* WHAT IS BEING ASKED: Go through the records and tally the lines that include the word "events". The answer is that total alone.

+++++

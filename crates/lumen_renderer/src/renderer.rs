//! Core path tracing renderer.
//!
//! Implements Monte Carlo path tracing with:
//! - Depth-bounded light transport, unrolled into a loop
//! - Sky gradient background as the only light source
//! - Anti-aliasing via multi-sampling
//! - Gamma correction and 8-bit quantization

use std::time::Instant;

use crate::bucket::{generate_buckets, render_bucket, BucketResult};
use crate::{Camera, Color, ConfigError, Hittable, Ray, RenderConfig};
use lumen_math::{Interval, Vec3Ext};
use rand::RngCore;

/// Parameter range for every hit query. The lower bound keeps a scattered ray
/// from re-hitting the surface it starts on.
pub const HIT_RANGE: Interval = Interval::new(0.001, f32::INFINITY);

/// How a path stopped.
#[derive(Debug, Clone, Copy, PartialEq, Eq)]
pub enum Termination {
    /// Left the scene and picked up the sky color
    Escaped,
    /// A material swallowed the ray
    Absorbed,
    /// Still bouncing when the depth bound was reached
    DepthExhausted,
}

/// Radiance carried back along one primary ray.
#[derive(Debug, Clone, Copy, PartialEq)]
pub struct PathSample {
    pub color: Color,
    pub termination: Termination,
    /// Number of successful scatters along the path
    pub bounces: u32,
}

/// Trace a ray through the scene and report how the path ended.
///
/// A path may scatter at most `max_depth` times; a hit after that returns
/// black. Absorption also returns black. Both are counted separately so the
/// two cases can be told apart even though they look the same.
pub fn trace_path(
    ray: &Ray,
    world: &dyn Hittable,
    max_depth: u32,
    rng: &mut dyn RngCore,
) -> PathSample {
    let mut ray = *ray;
    let mut throughput = Color::ONE;
    let mut depth = 0;

    loop {
        let Some(rec) = world.hit(&ray, HIT_RANGE) else {
            return PathSample {
                color: throughput * sky_gradient(&ray),
                termination: Termination::Escaped,
                bounces: depth,
            };
        };

        if depth >= max_depth {
            return PathSample {
                color: Color::ZERO,
                termination: Termination::DepthExhausted,
                bounces: depth,
            };
        }

        match rec.material.scatter(&ray, &rec, rng) {
            Some(result) => {
                throughput *= result.attenuation;
                ray = result.scattered;
                depth += 1;
            }
            None => {
                return PathSample {
                    color: Color::ZERO,
                    termination: Termination::Absorbed,
                    bounces: depth,
                };
            }
        }
    }
}

/// Compute the color seen by a ray.
pub fn ray_color(ray: &Ray, world: &dyn Hittable, max_depth: u32, rng: &mut dyn RngCore) -> Color {
    trace_path(ray, world, max_depth, rng).color
}

/// Compute sky gradient background: white toward the horizon and below, blue overhead.
pub fn sky_gradient(ray: &Ray) -> Color {
    let unit_direction = ray.direction().unit_vector();
    let t = 0.5 * (unit_direction.y + 1.0);
    let white = Color::new(1.0, 1.0, 1.0);
    let blue = Color::new(0.5, 0.7, 1.0);
    (1.0 - t) * white + t * blue
}

/// Apply gamma correction (gamma = 2.0).
#[inline]
pub fn linear_to_gamma(linear: f32) -> f32 {
    if linear > 0.0 {
        linear.sqrt()
    } else {
        0.0
    }
}

/// Convert a linear color to gamma-corrected 8-bit RGB.
pub fn color_to_rgb8(color: Color) -> [u8; 3] {
    let unit = Interval::new(0.0, 1.0);
    let quantize = |c: f32| (255.999 * unit.clamp(linear_to_gamma(c))) as u8;
    [quantize(color.x), quantize(color.y), quantize(color.z)]
}

/// Path termination counters.
#[derive(Debug, Clone, Copy, Default, PartialEq, Eq)]
pub struct RenderStats {
    /// Primary rays traced
    pub samples: u64,
    pub escaped: u64,
    pub absorbed: u64,
    pub depth_exhausted: u64,
    /// Scatter events over all paths
    pub bounces: u64,
}
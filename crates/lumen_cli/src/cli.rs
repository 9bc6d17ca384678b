use std::fs;
use std::path::PathBuf;

use anyhow::{Context, Result};
use clap::{Parser, ValueEnum};
use log::LevelFilter;
use lumen_renderer::RenderConfig;

/// Log levels selectable on the command line
#[derive(Debug, Clone, Copy, PartialEq, Eq, ValueEnum)]
pub enum LogLevel {
    Error,
    Warn,
    Info,
    Debug,
    Trace,
}

impl From<LogLevel> for LevelFilter {
    fn from(level: LogLevel) -> Self {
        match level {
            LogLevel::Error => LevelFilter::Error,
            LogLevel::Warn => LevelFilter::Warn,
            LogLevel::Info => LevelFilter::Info,
            LogLevel::Debug => LevelFilter::Debug,
            LogLevel::Trace => LevelFilter::Trace,
        }
    }
}

/// Built-in scenes
#[derive(Debug, Clone, Copy, PartialEq, Eq, ValueEnum)]
pub enum SceneKind {
    /// Grid of small random spheres around three large ones
    Random,
    /// One diffuse sphere resting on a large ground sphere
    Ground,
    /// Diffuse, metal, glass and hollow glass side by side
    Materials,
}

#[derive(Parser, Debug)]
#[command(name = "lumen")]
#[command(about = "A small Monte Carlo path tracer")]
pub struct Args {
    /// Scene to render
    #[arg(long, value_enum, default_value = "random")]
    pub scene: SceneKind,

    /// JSON file with render settings; flags below take precedence
    #[arg(short, long)]
    pub config: Option<PathBuf>,

    /// Image width in pixels
    #[arg(long)]
    pub width: Option<u32>,

    /// Image height in pixels
    #[arg(long)]
    pub height: Option<u32>,

    /// Number of samples per pixel
    #[arg(long, short = 's')]
    pub samples: Option<u32>,

    /// Maximum number of bounces per path
    #[arg(long)]
    pub max_depth: Option<u32>,

    /// Seed for the scene layout and the render
    #[arg(long)]
    pub seed: Option<u64>,

    /// Bucket edge length in pixels
    #[arg(long)]
    pub bucket_size: Option<u32>,

    /// Output file path (.ppm for ASCII PPM, .png for PNG)
    #[arg(short, long, default_value = "output.ppm")]
    pub output: PathBuf,

    /// Set the logging level
    #[arg(long, value_enum, default_value = "info")]
    pub log_level: LogLevel,
}

impl Args {
    /// Settings from the config file (or defaults) with flag overrides applied.
    pub fn render_config(&self) -> Result<RenderConfig> {
        let mut config = match &self.config {
            Some(path) => {
                let text = fs::read_to_string(path)
                    .with_context(|| format!("reading settings from {}", path.display()))?;
                serde_json::from_str(&text)
                    .with_context(|| format!("parsing settings in {}", path.display()))?
            }
            None => RenderConfig::default(),
        };

        if let Some(width) = self.width {
            config.width = width;
        }
        if let Some(height) = self.height {
            config.height = height;
        }
        if let Some(samples) = self.samples {
            config.samples_per_pixel = samples;
        }
        if let Some(max_depth) = self.max_depth {
            config.max_depth = max_depth;
        }
        if let Some(seed) = self.seed {
            config.seed = seed;
        }
        if let Some(bucket_size) = self.bucket_size {
            config.bucket_size = bucket_size;
        }

        config.validate()?;
        Ok(config)
    }
}
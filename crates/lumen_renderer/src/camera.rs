//! Thin-lens camera for primary ray generation.

use crate::sampling::random_in_unit_disk;
use crate::Ray;
use lumen_math::{Vec3, Vec3Ext};
use rand::RngCore;

/// Settings a [`Camera`] is derived from.
#[derive(Debug, Clone, Copy, PartialEq)]
pub struct CameraBuilder {
    look_from: Vec3,
    look_at: Vec3,
    world_up: Vec3,

    vfov: f32,         // Vertical field of view in degrees, top to bottom
    aspect_ratio: f32, // Width / height
    aperture: f32,     // Lens diameter; 0 is a pinhole
    focus_dist: f32,   // Distance from camera to plane of perfect focus
}

impl CameraBuilder {
    /// Pinhole camera at the origin looking down -Z with a 90 degree field of view.
    pub fn new() -> Self {
        Self {
            look_from: Vec3::ZERO,
            look_at: Vec3::new(0.0, 0.0, -1.0),
            world_up: Vec3::Y,
            vfov: 90.0,
            aspect_ratio: 2.0,
            aperture: 0.0,
            focus_dist: 1.0,
        }
    }

    /// Set camera position.
    pub fn with_position(mut self, look_from: Vec3, look_at: Vec3, world_up: Vec3) -> Self {
        self.look_from = look_from;
        self.look_at = look_at;
        self.world_up = world_up;
        self
    }

    /// Set lens settings.
    pub fn with_lens(mut self, vfov: f32, aperture: f32, focus_dist: f32) -> Self {
        self.vfov = vfov;
        self.aperture = aperture;
        self.focus_dist = focus_dist;
        self
    }

    pub fn with_aspect_ratio(mut self, aspect_ratio: f32) -> Self {
        self.aspect_ratio = aspect_ratio;
        self
    }

    /// Derive the camera basis and image plane.
    pub fn build(&self) -> Camera {
        let theta = self.vfov.to_radians();
        let half_height = (theta / 2.0).tan();
        let half_width = self.aspect_ratio * half_height;
        let focus = self.focus_dist;

        let origin = self.look_from;
        let backward = (self.look_from - self.look_at).unit_vector();
        let right = self.world_up.cross(backward).unit_vector();
        let up = backward.cross(right);

        Camera {
            origin,
            lower_left_corner: origin
                - half_width * focus * right
                - half_height * focus * up
                - focus * backward,
            horizontal: 2.0 * half_width * focus * right,
            vertical: 2.0 * half_height * focus * up,
            right,
            up,
            backward,
            lens_radius: self.aperture / 2.0,
        }
    }
}

impl Default for CameraBuilder {
    fn default() -> Self {
        Self::new()
    }
}

/// Camera for generating rays into the scene. Immutable once built.
#[derive(Debug, Clone, Copy, PartialEq)]
pub struct Camera {
    origin: Vec3,
    lower_left_corner: Vec3,
    horizontal: Vec3,
    vertical: Vec3,
    right: Vec3,
    up: Vec3,
    backward: Vec3,
    lens_radius: f32,
}

impl Camera {
    /// Start configuring a camera.
    pub fn builder() -> CameraBuilder {
        CameraBuilder::new()
    }

    /// Generate a ray through normalized image-plane coordinates.
    ///
    /// `s` runs left to right and `t` bottom to top, both in [0, 1]. With a
    /// non-zero aperture the origin is jittered across the lens, so only points
    /// on the focus plane stay sharp.
    pub fn get_ray(&self, s: f32, t: f32, rng: &mut dyn RngCore) -> Ray {
        let rd = self.lens_radius * random_in_unit_disk(rng);
        let offset = self.right * rd.x + self.up * rd.y;

        Ray::new(
            self.origin + offset,
            self.lower_left_corner + s * self.horizontal + t * self.vertical - self.origin - offset,
        )
    }
}

impl Default for Camera {
    fn default() -> Self {
        CameraBuilder::new().build()
    }
}
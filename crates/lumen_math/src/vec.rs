//! Helpers layered on top of `glam::Vec3`.
//!
//! `Vec3` doubles as point, direction and color. Nothing here guards against
//! degenerate input: normalizing a zero vector yields NaN components, which
//! then propagate like any other floating-point result.

use glam::Vec3;

/// Extra accessors for `Vec3` in its point/direction/color roles.
pub trait Vec3Ext {
    /// Squared Euclidean length.
    fn squared_length(self) -> f32;

    /// `self / self.length()`. NaN for the zero vector.
    fn unit_vector(self) -> Vec3;

    /// Red channel (alias of `x`).
    fn r(self) -> f32;
    /// Green channel (alias of `y`).
    fn g(self) -> f32;
    /// Blue channel (alias of `z`).
    fn b(self) -> f32;
}

impl Vec3Ext for Vec3 {
    #[inline]
    fn squared_length(self) -> f32 {
        self.length_squared()
    }

    #[inline]
    fn unit_vector(self) -> Vec3 {
        self / self.length()
    }

    #[inline]
    fn r(self) -> f32 {
        self.x
    }

    #[inline]
    fn g(self) -> f32 {
        self.y
    }

    #[inline]
    fn b(self) -> f32 {
        self.z
    }
}

#[inline]
pub fn dot(a: Vec3, b: Vec3) -> f32 {
    a.dot(b)
}

#[inline]
pub fn cross(a: Vec3, b: Vec3) -> Vec3 {
    a.cross(b)
}

#[inline]
pub fn unit_vector(v: Vec3) -> Vec3 {
    v.unit_vector()
}
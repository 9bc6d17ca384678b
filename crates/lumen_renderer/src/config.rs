//! Render settings and their validation.

use serde::{Deserialize, Serialize};
use thiserror::Error;

use crate::bucket::DEFAULT_BUCKET_SIZE;

/// Default bound on scattering events per path.
pub const MAX_DEPTH: u32 = 50;

/// Default number of primary rays averaged per pixel.
pub const SAMPLES_PER_PIXEL: u32 = 100;

/// Errors raised by [`RenderConfig::validate`].
#[derive(Error, Debug, Clone, PartialEq, Eq)]
pub enum ConfigError {
    #[error("image size must be non-zero, got {width}x{height}")]
    EmptyImage { width: u32, height: u32 },

    #[error("samples per pixel must be at least 1")]
    NoSamples,

    #[error("max depth must be at least 1")]
    NoDepth,

    #[error("bucket size must be at least 1 pixel")]
    EmptyBucket,
}

/// Render configuration.
#[derive(Debug, Clone, PartialEq, Serialize, Deserialize)]
#[serde(default)]
pub struct RenderConfig {
    /// Image width in pixels
    pub width: u32,
    /// Image height in pixels
    pub height: u32,
    /// Samples per pixel for anti-aliasing
    pub samples_per_pixel: u32,
    /// Maximum ray bounce depth
    pub max_depth: u32,
    /// Seed for every random draw in the render
    pub seed: u64,
    /// Edge length of the square tiles the image is split into
    pub bucket_size: u32,
}

impl Default for RenderConfig {
    fn default() -> Self {
        Self {
            width: 200,
            height: 100,
            samples_per_pixel: SAMPLES_PER_PIXEL,
            max_depth: MAX_DEPTH,
            seed: 0,
            bucket_size: DEFAULT_BUCKET_SIZE,
        }
    }
}

impl RenderConfig {
    /// Width / height.
    pub fn aspect_ratio(&self) -> f32 {
        self.width as f32 / self.height as f32
    }

    pub fn validate(&self) -> Result<(), ConfigError> {
        if self.width == 0 || self.height == 0 {
            return Err(ConfigError::EmptyImage {
                width: self.width,
                height: self.height,
            });
        }
        if self.samples_per_pixel == 0 {
            return Err(ConfigError::NoSamples);
        }
        if self.max_depth == 0 {
            return Err(ConfigError::NoDepth);
        }
        if self.bucket_size == 0 {
            return Err(ConfigError::EmptyBucket);
        }
        Ok(())
    }
}
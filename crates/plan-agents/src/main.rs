use std::path::PathBuf;

use anyhow::{Context, Result};
use clap::Parser;
use plan_agents::telemetry::{append_telemetry, RunRecord};
use plan_agents::{check_endpoint, AgentFactory, AgentsConfig};
use refinement::{Profile, RefinementConfig, RefinementEngine};
use tokio_util::sync::CancellationToken;
use tracing::{info, warn};

/// Generate a weekly workout plan and refine it until it verifies.
#[derive(Parser, Debug)]
#[command(author, version, about, long_about = None)]
struct Args {
    /// Profile JSON file
    #[arg(long)]
    profile: PathBuf,

    /// Refinement config TOML (defaults apply when omitted)
    #[arg(long)]
    config: Option<PathBuf>,

    /// Override the revision cap (takes precedence over MAX_REVISIONS)
    #[arg(long)]
    max_revisions: Option<u32>,

    /// Write the run outcome JSON here instead of stdout
    #[arg(long)]
    output: Option<PathBuf>,

    /// Append a run summary to this JSONL file
    #[arg(long)]
    telemetry: Option<PathBuf>,

    /// Skip the endpoint reachability check
    #[arg(long, default_value_t = false)]
    skip_endpoint_check: bool,
}

#[tokio::main]
async fn main() -> Result<()> {
    tracing_subscriber::fmt()
        .with_env_filter(
            tracing_subscriber::EnvFilter::try_from_default_env()
                .unwrap_or_else(|_| "info".into()),
        )
        .init();

    let args = Args::parse();

    let mut config = match &args.config {
        Some(path) => RefinementConfig::from_toml_file(path)?,
        None => RefinementConfig::default(),
    };
    if let Some(cap) = args.max_revisions {
        config = config.with_max_revisions(cap);
    }

    let raw = std::fs::read_to_string(&args.profile)
        .with_context(|| format!("Failed to read profile {}", args.profile.display()))?;
    let profile: Profile = serde_json::from_str(&raw)
        .with_context(|| format!("Invalid profile {}", args.profile.display()))?;

    let agents_config = AgentsConfig::default();
    info!(
        url = %agents_config.endpoint.url,
        model = %agents_config.endpoint.model,
        max_revisions = config.max_revisions,
        "Plan refinement starting"
    );
    if !args.skip_endpoint_check && !check_endpoint(&agents_config.endpoint.url).await {
        warn!(url = %agents_config.endpoint.url, "Inference endpoint not reachable, calls will likely fail");
    }

    let factory = AgentFactory::new(&agents_config)?;
    let collaborators = factory.collaborators(config.patterns.clone());
    let engine = RefinementEngine::new(config, collaborators)?;

    let cancel = CancellationToken::new();
    let signal_token = cancel.clone();
    tokio::spawn(async move {
        if tokio::signal::ctrl_c().await.is_ok() {
            warn!("Interrupt received, stopping after the current iteration");
            signal_token.cancel();
        }
    });

    let outcome = engine.run(&profile, &cancel).await?;
    info!(summary = %outcome.summary(), "Plan refinement finished");

    if let Some(path) = &args.telemetry {
        let record = RunRecord::from_outcome(&outcome, &profile, &agents_config.endpoint.model);
        match append_telemetry(&record, path) {
            Ok(()) => info!(path = %path.display(), "Appended run telemetry"),
            // the outcome is still written below
            Err(e) => warn!(error = %e, "Run telemetry not recorded"),
        }
    }

    let json = serde_json::to_string_pretty(&outcome).context("Failed to serialize outcome")?;
    match &args.output {
        Some(path) => {
            std::fs::write(path, json)
                .with_context(|| format!("Failed to write outcome to {}", path.display()))?;
            info!(path = %path.display(), "Wrote run outcome");
        }
        None => println!("{json}"),
    }

    Ok(())
}
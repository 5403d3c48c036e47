//! LLM-backed collaborators for the refinement loop.
//!
//! [`AgentFactory`] builds one chat client from an [`AgentsConfig`] and wires
//! every agent to it, producing the [`Collaborators`] an engine drives.

pub mod constraints;
pub mod programmer;
pub mod subber;
pub mod verifier;

use std::sync::Arc;

use anyhow::Result;
use refinement::{AvoidExpander, Collaborators, LiteralExpander, PatternTable};
use tracing::warn;

use crate::config::AgentsConfig;
use crate::llm::{ChatModel, OpenAiChat};
use constraints::{GuidelineExpander, GuidelineTable};
use programmer::Programmer;
use subber::Subber;
use verifier::PlanReviewer;

/// Builds every agent over one shared chat model.
pub struct AgentFactory {
    pub model: Arc<dyn ChatModel>,
    pub config: AgentsConfig,
    guidelines: Option<GuidelineTable>,
}

impl AgentFactory {
    /// Factory talking to the configured HTTP endpoint. A missing or broken
    /// guideline table degrades to literal avoid terms.
    pub fn new(config: &AgentsConfig) -> Result<Self> {
        let model = Arc::new(OpenAiChat::new(config.endpoint.clone())?);
        Ok(Self::with_model(config, model))
    }

    pub fn with_model(config: &AgentsConfig, model: Arc<dyn ChatModel>) -> Self {
        let guidelines = config
            .constraints_path
            .as_deref()
            .and_then(|path| match GuidelineTable::load(path) {
                Ok(table) => Some(table),
                Err(e) => {
                    warn!("Constraint guidelines unavailable, using literal avoid terms: {e:#}");
                    None
                }
            });
        Self {
            model,
            config: config.clone(),
            guidelines,
        }
    }

    pub fn build_expander(&self) -> Arc<dyn AvoidExpander> {
        match &self.guidelines {
            Some(table) => Arc::new(GuidelineExpander::new(table.clone())),
            None => Arc::new(LiteralExpander),
        }
    }

    pub fn build_subber(&self, patterns: PatternTable) -> Subber {
        let subber = Subber::new(
            self.model.clone(),
            self.build_expander(),
            patterns,
            self.config.substitution_top_k,
        );
        match &self.guidelines {
            Some(table) => subber.with_guidelines(table.clone()),
            None => subber,
        }
    }

    /// The full collaborator set. `patterns` should be the engine's pattern
    /// table so substitution candidates agree with the balance check.
    pub fn collaborators(&self, patterns: PatternTable) -> Collaborators {
        let programmer = Arc::new(Programmer::new(self.model.clone()));
        Collaborators::new(
            programmer.clone(),
            Arc::new(self.build_subber(patterns)),
            programmer,
            Arc::new(PlanReviewer::new(self.model.clone())),
        )
        .with_expander(self.build_expander())
    }
}


#[cfg(test)]
mod tests {
    use super::testing::ScriptedChat;
    use super::*;
    use std::io::Write;

    #[tokio::test]
    async fn test_factory_loads_guidelines() {
        let mut file = tempfile::NamedTempFile::new().unwrap();
        write!(
            file,
            r#"[{{"term_or_constraint": "knees", "clarify_options": ["lunge"]}}]"#
        )
        .unwrap();
        let config = AgentsConfig {
            constraints_path: Some(file.path().to_path_buf()),
            ..AgentsConfig::default()
        };
        let factory = AgentFactory::with_model(&config, Arc::new(ScriptedChat::new(vec![])));
        let avoid = factory
            .build_expander()
            .expand(&["knee".to_string()])
            .await
            .unwrap();
        assert!(avoid.matches("Reverse Lunge"));
    }

    #[tokio::test]
    async fn test_missing_guidelines_fall_back_to_literal() {
        let config = AgentsConfig {
            constraints_path: Some("/nonexistent/constraints.json".into()),
            ..AgentsConfig::default()
        };
        let factory = AgentFactory::with_model(&config, Arc::new(ScriptedChat::new(vec![])));
        let avoid = factory
            .build_expander()
            .expand(&["knee".to_string()])
            .await
            .unwrap();
        assert!(avoid.matches("Knee Extension"));
        assert!(!avoid.matches("Reverse Lunge"));
    }
}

+++++

* TASK RESPONSE: 2